Re: [PATCH v2] mm: add zblock allocator
From: Vitaly Wool
Date: Tue Apr 08 2025 - 19:12:54 EST
So zstd results in nearly double the compression ratio, which in turn
cuts total execution time *almost in half*.
The numbers speak for themselves. Compression efficiency >>> allocator
speed, because compression efficiency ultimately drives the continuous
*rate* at which allocations need to occur. You're trying to optimize a
constant coefficient at the expense of a higher-order one, which is a
losing proposition.
Well, not really.
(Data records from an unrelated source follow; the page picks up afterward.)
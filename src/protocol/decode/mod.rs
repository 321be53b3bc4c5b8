//! Cell decoders for the MySQL text protocol.
//!
//! `decode_cell` turns one raw cell into a [`MysqlValue`] according to the
//! column's type tag and flags.
//!
//! | MySQL type | Value |
//! |------------|-------|
//! | TINYINT, SMALLINT, INT, MEDIUMINT, YEAR | `Int` |
//! | BIGINT, BIT, DECIMAL | `String` (no precision loss) |
//! | FLOAT, DOUBLE | `Float` |
//! | TIME | `Time` |
//! | DATE, DATETIME, TIMESTAMP | `DateTime` (UTC) |
//! | BLOB/TEXT/CHAR family | `Bytes` if binary, else `String` |
//! | SET | `Set` |
//! | ENUM, GEOMETRY, JSON, unknown | `String` |

mod date;
mod number;

pub use date::{parse_datetime_utc, parse_time_of_day, parse_time_seconds};
pub use number::{parse_float, parse_integer};

use bytes::Bytes;

use crate::protocol::types::{ColumnMetadata, FieldType, MysqlValue, RawCell};

/// Decode one cell.
///
/// A NULL cell is always `MysqlValue::Null`. A column carrying the SET flag
/// is decoded as a SET whatever its type tag says.
pub fn decode_cell(column: &ColumnMetadata, raw: RawCell<'_>) -> MysqlValue {
    let Some(data) = raw else {
        return MysqlValue::Null;
    };

    // The SET flag wins over the type tag: SET columns are often reported
    // as STRING.
    if column.is_set() {
        return MysqlValue::Set(split_set(data));
    }

    match column.field_type {
        FieldType::Null => MysqlValue::Null,
        FieldType::Tiny
        | FieldType::Short
        | FieldType::Long
        | FieldType::Int24
        | FieldType::Year => {
            let text = lossy_text(data);
            match parse_integer(&text) {
                Some(n) => MysqlValue::Int(n),
                None => fallback(column, text),
            }
        }
        FieldType::Float | FieldType::Double => {
            let text = lossy_text(data);
            match parse_float(&text) {
                Some(n) => MysqlValue::Float(n),
                None => fallback(column, text),
            }
        }
        FieldType::Bit
        | FieldType::LongLong
        | FieldType::Decimal
        | FieldType::NewDecimal => MysqlValue::String(lossy_text(data)),
        FieldType::Time => {
            let text = lossy_text(data);
            match parse_time_of_day(&text) {
                Some(t) => MysqlValue::Time(t),
                None => fallback(column, text),
            }
        }
        FieldType::Timestamp | FieldType::DateTime | FieldType::Date | FieldType::NewDate => {
            let text = lossy_text(data);
            match parse_datetime_utc(&text) {
                Some(dt) => MysqlValue::DateTime(dt),
                None => fallback(column, text),
            }
        }
        t if t.is_string_like() => {
            if column.is_binary() {
                MysqlValue::Bytes(Bytes::copy_from_slice(data))
            } else {
                MysqlValue::String(lossy_text(data))
            }
        }
        FieldType::Set => MysqlValue::Set(split_set(data)),
        _ => MysqlValue::String(lossy_text(data)),
    }
}

/// Decode every cell of a row against its columns.
///
/// Cells beyond the column list are ignored; missing cells decode as NULL.
pub fn decode_row<'a>(
    columns: &[ColumnMetadata],
    cells: impl Iterator<Item = RawCell<'a>>,
) -> Vec<MysqlValue> {
    let mut cells = cells;
    columns
        .iter()
        .map(|col| decode_cell(col, cells.next().flatten()))
        .collect()
}

/// Split SET text on commas, keeping empty members.
///
/// An empty cell is the empty set.
pub fn split_set(data: &[u8]) -> Vec<String> {
    if data.is_empty() {
        return Vec::new();
    }
    data.split(|&b| b == b',')
        .map(|member| String::from_utf8_lossy(member).into_owned())
        .collect()
}

fn lossy_text(data: &[u8]) -> String {
    String::from_utf8_lossy(data).into_owned()
}

fn fallback(column: &ColumnMetadata, text: String) -> MysqlValue {
    tracing::warn!(
        column = %column.name,
        field_type = %column.field_type,
        value = %text,
        "cell text does not parse as its column type, keeping it as a string"
    );
    MysqlValue::String(text)
}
This is an isolated use case with
a. significant computing power under the hood
b. relatively few cores
c. relatively short test
d. 4K pages
If any of these isn't true, zblock dominates.
!a => zstd is too slow
!b => parallelization gives more effect
!c => zsmalloc starts losing due to having to deal with internal
fragmentation
!d => compression efficiency of zblock is better.
Even !d alone makes zblock a better choice for ARM64 based servers.
~Vitaly
Could you expand on each point? And do you have data to show this?
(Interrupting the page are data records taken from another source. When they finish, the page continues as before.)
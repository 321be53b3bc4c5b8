//! Column metadata as reported by the server for each result column.

use std::fmt;

use crate::protocol::constants::*;

use super::field_type::FieldType;

/// Column flag bitset.
#[derive(Debug, Clone, Copy, PartialEq, Eq, Hash, Default)]
pub struct ColumnFlags(u32);

impl ColumnFlags {
    pub const NOT_NULL: ColumnFlags = ColumnFlags(NOT_NULL_FLAG);
    pub const PRI_KEY: ColumnFlags = ColumnFlags(PRI_KEY_FLAG);
    pub const UNIQUE_KEY: ColumnFlags = ColumnFlags(UNIQUE_KEY_FLAG);
    pub const MULTIPLE_KEY: ColumnFlags = ColumnFlags(MULTIPLE_KEY_FLAG);
    pub const BLOB: ColumnFlags = ColumnFlags(BLOB_FLAG);
    pub const UNSIGNED: ColumnFlags = ColumnFlags(UNSIGNED_FLAG);
    pub const ZEROFILL: ColumnFlags = ColumnFlags(ZEROFILL_FLAG);
    pub const BINARY: ColumnFlags = ColumnFlags(BINARY_FLAG);
    pub const ENUM: ColumnFlags = ColumnFlags(ENUM_FLAG);
    pub const AUTO_INCREMENT: ColumnFlags = ColumnFlags(AUTO_INCREMENT_FLAG);
    pub const TIMESTAMP: ColumnFlags = ColumnFlags(TIMESTAMP_FLAG);
    pub const SET: ColumnFlags = ColumnFlags(SET_FLAG);
    pub const NO_DEFAULT_VALUE: ColumnFlags = ColumnFlags(NO_DEFAULT_VALUE_FLAG);
    pub const ON_UPDATE_NOW: ColumnFlags = ColumnFlags(ON_UPDATE_NOW_FLAG);
    pub const NUM: ColumnFlags = ColumnFlags(NUM_FLAG);

    /// Empty flag set.
    pub const fn empty() -> Self {
        ColumnFlags(0)
    }

    /// Wrap raw flag bits.
    pub const fn from_bits(bits: u32) -> Self {
        ColumnFlags(bits)
    }

    /// Raw flag bits.
    pub const fn bits(&self) -> u32 {
        self.0
    }

    /// Whether every bit of `other` is set.
    pub const fn contains(&self, other: ColumnFlags) -> bool {
        self.0 & other.0 == other.0
    }
}

impl std::ops::BitOr for ColumnFlags {
    type Output = ColumnFlags;

    fn bitor(self, rhs: ColumnFlags) -> ColumnFlags {
        ColumnFlags(self.0 | rhs.0)
    }
}

impl std::ops::BitOrAssign for ColumnFlags {
    fn bitor_assign(&mut self, rhs: ColumnFlags) {
        self.0 |= rhs.0;
    }
}

impl fmt::Display for ColumnFlags {
    fn fmt(&self, f: &mut fmt::Formatter<'_>) -> fmt::Result {
        write!(f, "{:#x}", self.0)
    }
}

/// Metadata of one result column.
///
/// Immutable once read from the result; one instance per column, in select
/// order. Text attributes the server leaves out are empty strings.
#[derive(Debug, Clone, PartialEq)]
pub struct ColumnMetadata {
    /// Column name or alias.
    pub name: String,
    /// Original column name, if the column maps to a table column.
    pub org_name: String,
    /// Table name or alias.
    pub table: String,
    /// Original table name.
    pub org_table: String,
    /// Default value.
    pub def: String,
    /// Maximum width of the column values in this result.
    pub max_length: u64,
    /// Declared column width.
    pub length: u64,
    /// Character set / collation id.
    pub charset_nr: u32,
    /// Flag bits.
    pub flags: ColumnFlags,
    /// Column type.
    pub field_type: FieldType,
    /// Number of decimals for numeric columns.
    pub decimals: u32,
}

impl ColumnMetadata {
    /// Create new column metadata with minimal info.
    pub fn new(name: impl Into<String>, field_type: FieldType) -> Self {
        Self {
            name: name.into(),
            org_name: String::new(),
            table: String::new(),
            org_table: String::new(),
            def: String::new(),
            max_length: 0,
            length: 0,
            charset_nr: 0,
            flags: ColumnFlags::empty(),
            field_type,
            decimals: 0,
        }
    }

    /// Set the table name (and original table name if unset).
    pub fn with_table(mut self, table: impl Into<String>) -> Self {
        self.table = table.into();
        if self.org_table.is_empty() {
            self.org_table = self.table.clone();
        }
        self
    }

    /// Add flag bits.
    pub fn with_flags(mut self, flags: ColumnFlags) -> Self {
        self.flags |= flags;
        self
    }

    /// Set the declared length.
    pub fn with_length(mut self, length: u64) -> Self {
        self.length = length;
        self
    }

    /// Whether the column holds binary data.
    pub fn is_binary(&self) -> bool {
        self.flags.contains(ColumnFlags::BINARY)
    }

    /// Whether the server flagged the column as a SET.
    pub fn is_set(&self) -> bool {
        self.flags.contains(ColumnFlags::SET)
    }
}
For b, we run zswap + zsmalloc on hosts with hundreds of cores, and
have not found zsmalloc to be a noticeable bottleneck yet, FWIW.
I don't have the numbers at hand, I think Igor will be able to provide
those tomorrow.
For c - in longer runs, how does zblock perform better than zsmalloc?
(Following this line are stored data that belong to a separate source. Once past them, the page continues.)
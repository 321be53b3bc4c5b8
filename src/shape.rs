//! Output row shapes.
//!
//! A decoded row is delivered in one of three shapes:
//! - array: values by column position,
//! - object: values keyed by column name (the default),
//! - nested: values keyed by table name, then column name.
//!
//! The shape is chosen once per fetch from [`FetchOptions`] and never mixed
//! within one call.

use std::fmt;
use std::ops::Index;

use crate::error::{Error, Result};
use crate::protocol::types::{ColumnMetadata, MysqlValue};

/// Options for the fetch operations.
///
/// # Example
///
/// ```
/// use mysql_result_rs::FetchOptions;
///
/// let options = FetchOptions::default().with_nest_tables(true);
/// assert!(options.nest_tables);
/// ```
#[derive(Debug, Clone, Copy, Default, PartialEq, Eq)]
pub struct FetchOptions {
    /// Deliver rows as arrays of values.
    pub as_array: bool,
    /// Deliver rows keyed by table, then column.
    pub nest_tables: bool,
}

impl FetchOptions {
    /// Create options for the default (object) shape.
    pub fn new() -> Self {
        Self::default()
    }

    /// Set whether rows are delivered as arrays.
    pub fn with_as_array(mut self, as_array: bool) -> Self {
        self.as_array = as_array;
        self
    }

    /// Set whether rows are nested by table.
    pub fn with_nest_tables(mut self, nest_tables: bool) -> Self {
        self.nest_tables = nest_tables;
        self
    }
}

/// Validated row shape.
#[derive(Debug, Clone, Copy, PartialEq, Eq)]
pub enum RowShape {
    Array,
    Object,
    NestTables,
}

impl RowShape {
    /// Pick the shape for a set of options.
    ///
    /// Array and nested output cannot be combined.
    pub fn from_options(options: &FetchOptions) -> Result<Self> {
        match (options.as_array, options.nest_tables) {
            (true, true) => Err(Error::configuration(
                "You can't mix 'asArray' and 'nestTables' options",
            )),
            (true, false) => Ok(RowShape::Array),
            (false, true) => Ok(RowShape::NestTables),
            (false, false) => Ok(RowShape::Object),
        }
    }
}

/// Insertion-ordered string-keyed map.
///
/// Rows have few columns, so lookups are a linear scan.
#[derive(Debug, Clone, PartialEq)]
pub struct FieldMap<V = MysqlValue> {
    entries: Vec<(String, V)>,
}

impl<V> Default for FieldMap<V> {
    fn default() -> Self {
        Self {
            entries: Vec::new(),
        }
    }
}

impl<V> FieldMap<V> {
    /// Create an empty map.
    pub fn new() -> Self {
        Self::default()
    }

    /// Create an empty map with room for `capacity` entries.
    pub fn with_capacity(capacity: usize) -> Self {
        Self {
            entries: Vec::with_capacity(capacity),
        }
    }

    /// Get a value by key.
    pub fn get(&self, key: &str) -> Option<&V> {
        self.entries.iter().find(|(k, _)| k == key).map(|(_, v)| v)
    }

    /// Get a mutable value by key.
    pub fn get_mut(&mut self, key: &str) -> Option<&mut V> {
        self.entries
            .iter_mut()
            .find(|(k, _)| k == key)
            .map(|(_, v)| v)
    }

    /// Insert a value. An existing key keeps its position and gets the new
    /// value; the old value is returned.
    pub fn insert(&mut self, key: impl Into<String>, value: V) -> Option<V> {
        let key = key.into();
        match self.entries.iter().position(|(k, _)| *k == key) {
            Some(idx) => Some(std::mem::replace(&mut self.entries[idx].1, value)),
            None => {
                self.entries.push((key, value));
                None
            }
        }
    }

    /// Get the value for `key`, inserting one built by `make` if absent.
    pub fn get_or_insert_with(&mut self, key: &str, make: impl FnOnce() -> V) -> &mut V {
        let idx = match self.entries.iter().position(|(k, _)| k == key) {
            Some(idx) => idx,
            None => {
                self.entries.push((key.to_string(), make()));
                self.entries.len() - 1
            }
        };
        &mut self.entries[idx].1
    }

    /// Keys in insertion order.
    pub fn keys(&self) -> impl Iterator<Item = &str> {
        self.entries.iter().map(|(k, _)| k.as_str())
    }

    /// Entries in insertion order.
    pub fn iter(&self) -> impl Iterator<Item = (&str, &V)> {
        self.entries.iter().map(|(k, v)| (k.as_str(), v))
    }

    pub fn len(&self) -> usize {
        self.entries.len()
    }

    pub fn is_empty(&self) -> bool {
        self.entries.is_empty()
    }
}

impl<V> Index<&str> for FieldMap<V> {
    type Output = V;

    fn index(&self, key: &str) -> &V {
        match self.get(key) {
            Some(v) => v,
            None => panic!("no field named {:?}", key),
        }
    }
}

impl<V> IntoIterator for FieldMap<V> {
    type Item = (String, V);
    type IntoIter = std::vec::IntoIter<(String, V)>;

    fn into_iter(self) -> Self::IntoIter {
        self.entries.into_iter()
    }
}

/// One delivered row.
#[derive(Debug, Clone, PartialEq)]
pub enum ShapedRow {
    /// Values by column position.
    Array(Vec<MysqlValue>),
    /// Values by column name.
    Object(FieldMap),
    /// Values by table name, then column name.
    Nested(FieldMap<FieldMap>),
}

impl ShapedRow {
    /// Values by position, if the row is an array.
    pub fn as_array(&self) -> Option<&[MysqlValue]> {
        match self {
            ShapedRow::Array(values) => Some(values),
            _ => None,
        }
    }

    /// Values by column name, if the row is an object.
    pub fn as_object(&self) -> Option<&FieldMap> {
        match self {
            ShapedRow::Object(map) => Some(map),
            _ => None,
        }
    }

    /// Values by table and column name, if the row is nested.
    pub fn as_nested(&self) -> Option<&FieldMap<FieldMap>> {
        match self {
            ShapedRow::Nested(map) => Some(map),
            _ => None,
        }
    }
}

impl fmt::Display for ShapedRow {
    fn fmt(&self, f: &mut fmt::Formatter<'_>) -> fmt::Result {
        fn write_map(f: &mut fmt::Formatter<'_>, map: &FieldMap) -> fmt::Result {
            write!(f, "{{")?;
            for (i, (k, v)) in map.iter().enumerate() {
                if i > 0 {
                    write!(f, ", ")?;
                }
                write!(f, "{}: {}", k, v)?;
            }
            write!(f, "}}")
        }

        match self {
            ShapedRow::Array(values) => {
                write!(f, "[")?;
                for (i, v) in values.iter().enumerate() {
                    if i > 0 {
                        write!(f, ", ")?;
                    }
                    write!(f, "{}", v)?;
                }
                write!(f, "]")
            }
            ShapedRow::Object(map) => write_map(f, map),
            ShapedRow::Nested(tables) => {
                write!(f, "{{")?;
                for (i, (table, map)) in tables.iter().enumerate() {
                    if i > 0 {
                        write!(f, ", ")?;
                    }
                    write!(f, "{}: ", table)?;
                    write_map(f, map)?;
                }
                write!(f, "}}")
            }
        }
    }
}

/// Assemble decoded values into one row of the given shape.
///
/// `values[j]` belongs to `columns[j]`.
pub fn shape_row(
    columns: &[ColumnMetadata],
    values: Vec<MysqlValue>,
    shape: RowShape,
) -> ShapedRow {
    match shape {
        RowShape::Array => ShapedRow::Array(values),
        RowShape::Object => {
            let mut map = FieldMap::with_capacity(columns.len());
            for (column, value) in columns.iter().zip(values) {
                map.insert(column.name.as_str(), value);
            }
            ShapedRow::Object(map)
        }
        RowShape::NestTables => {
            let mut tables: FieldMap<FieldMap> = FieldMap::new();
            for (column, value) in columns.iter().zip(values) {
                tables
                    .get_or_insert_with(&column.table, FieldMap::new)
                    .insert(column.name.as_str(), value);
            }
            ShapedRow::Nested(tables)
        }
    }
}

#[cfg(test)]
mod tests {
    use super::*;
    use crate::protocol::types::FieldType;

    fn columns() -> Vec<ColumnMetadata> {
        vec![
            ColumnMetadata::new("id", FieldType::Long).with_table("t1"),
            ColumnMetadata::new("name", FieldType::VarString).with_table("t1"),
        ]
    }

    fn values() -> Vec<MysqlValue> {
        vec![MysqlValue::Int(1), MysqlValue::String("a".to_string())]
    }

    #[test]
    fn test_from_options() {
        assert_eq!(RowShape::from_options(&FetchOptions::new()).unwrap(), RowShape::Object);
        assert_eq!(
            RowShape::from_options(&FetchOptions::new().with_as_array(true)).unwrap(),
            RowShape::Array
        );
        assert_eq!(
            RowShape::from_options(&FetchOptions::new().with_nest_tables(true)).unwrap(),
            RowShape::NestTables
        );

        let both = FetchOptions::new().with_as_array(true).with_nest_tables(true);
        assert!(matches!(
            RowShape::from_options(&both),
            Err(Error::Configuration { .. })
        ));
    }

    #[test]
    fn test_array_shape() {
        let row = shape_row(&columns(), values(), RowShape::Array);
        assert_eq!(row, ShapedRow::Array(values()));
    }

    #[test]
    fn test_object_shape() {
        let row = shape_row(&columns(), values(), RowShape::Object);
        let map = row.as_object().unwrap();
        assert_eq!(map.keys().collect::<Vec<_>>(), vec!["id", "name"]);
        assert_eq!(map["id"], MysqlValue::Int(1));
        assert_eq!(map["name"], MysqlValue::String("a".to_string()));
    }

    #[test]
    fn test_object_duplicate_name_overwrites() {
        let columns = vec![
            ColumnMetadata::new("id", FieldType::Long).with_table("a"),
            ColumnMetadata::new("x", FieldType::Long).with_table("a"),
            ColumnMetadata::new("id", FieldType::Long).with_table("b"),
        ];
        let values = vec![MysqlValue::Int(1), MysqlValue::Int(2), MysqlValue::Int(3)];
        let row = shape_row(&columns, values, RowShape::Object);
        let map = row.as_object().unwrap();
        assert_eq!(map.len(), 2);
        assert_eq!(map.keys().collect::<Vec<_>>(), vec!["id", "x"]);
        assert_eq!(map["id"], MysqlValue::Int(3));
    }

    #[test]
    fn test_nested_shape_merges_tables() {
        let columns = vec![
            ColumnMetadata::new("id", FieldType::Long).with_table("t1"),
            ColumnMetadata::new("id", FieldType::Long).with_table("t2"),
            ColumnMetadata::new("name", FieldType::VarString).with_table("t1"),
        ];
        let values = vec![
            MysqlValue::Int(1),
            MysqlValue::Int(2),
            MysqlValue::String("a".to_string()),
        ];
        let row = shape_row(&columns, values, RowShape::NestTables);
        let tables = row.as_nested().unwrap();
        assert_eq!(tables.keys().collect::<Vec<_>>(), vec!["t1", "t2"]);
        assert_eq!(tables["t1"]["id"], MysqlValue::Int(1));
        assert_eq!(tables["t1"]["name"], MysqlValue::String("a".to_string()));
        assert_eq!(tables["t2"]["id"], MysqlValue::Int(2));
    }

    #[test]
    fn test_display() {
        let row = shape_row(&columns(), values(), RowShape::NestTables);
        assert_eq!(row.to_string(), "{t1: {id: 1, name: a}}");
    }
}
In fact, my understanding is that zsmalloc does compaction, which
should help with internal fragmentation over time. zblock doesn't seem
to do this, or maybe I missed it?
The thing is, zblock doesn't have to. Imagine a street with cars parked
at side. If you have cars of different lengths which drive in and out,
you'll end up with spaces in between that longer cars won't be able to
squeeze in to. This is why zsmalloc does compaction.
Now for zblock you can say that only same length cars are allowed to
park on one street and therefore that street is either full or you will
have a place.
For d too. I see that you hard code special configurations for zblock
blocks in the case of 0x4000 page size, but how does that help with
compression efficiency?
Well, to be able to answer that I need to dig more into zsmalloc
operation, but i would guess that zsmalloc's chunks are just multiplied
by 4 in case of 16K page and thus you lose all the granularity you used
to have, but I'm not completely certain.
Meanwhile I did a quick measurement run with zblock and zsmalloc on a
Raspberry Pi 5 (native kernel build test) with zstd as the compression
backend and the results are the following:
1. zsmalloc
*** The build was OOM killed ***
real 26m58.876s
user 95m32.425s
sys 4m39.017s
Zswap: 250944 kB
Zswapped: 871536 kB
zswpin 108
zswpout 54473
663296 /mnt/tmp/build/
2. zblock
real 27m31.579s
user 96m42.845s
sys 4m40.464s
Zswap: 66592 kB
Zswapped: 563168 kB
zswpin 243
zswpout 35262
1423200 /mnt/tmp/build/
You can see by the size of the build folder that the first run was
terminated prematurely not at all close to the end of it.
So, I can re-run the tests on 8-core high performance ARM64 with 16K
pages tomorrow, but so far everything we have seen points in one
direction: zblock is clearly superior to zsmalloc in 16K page configuration.
Besides, zblock can do even better if we extend that very hardcoded
table you mentioned (and BTW, it can be automatically generated at init
but I don't see the point in that).
~Vitaly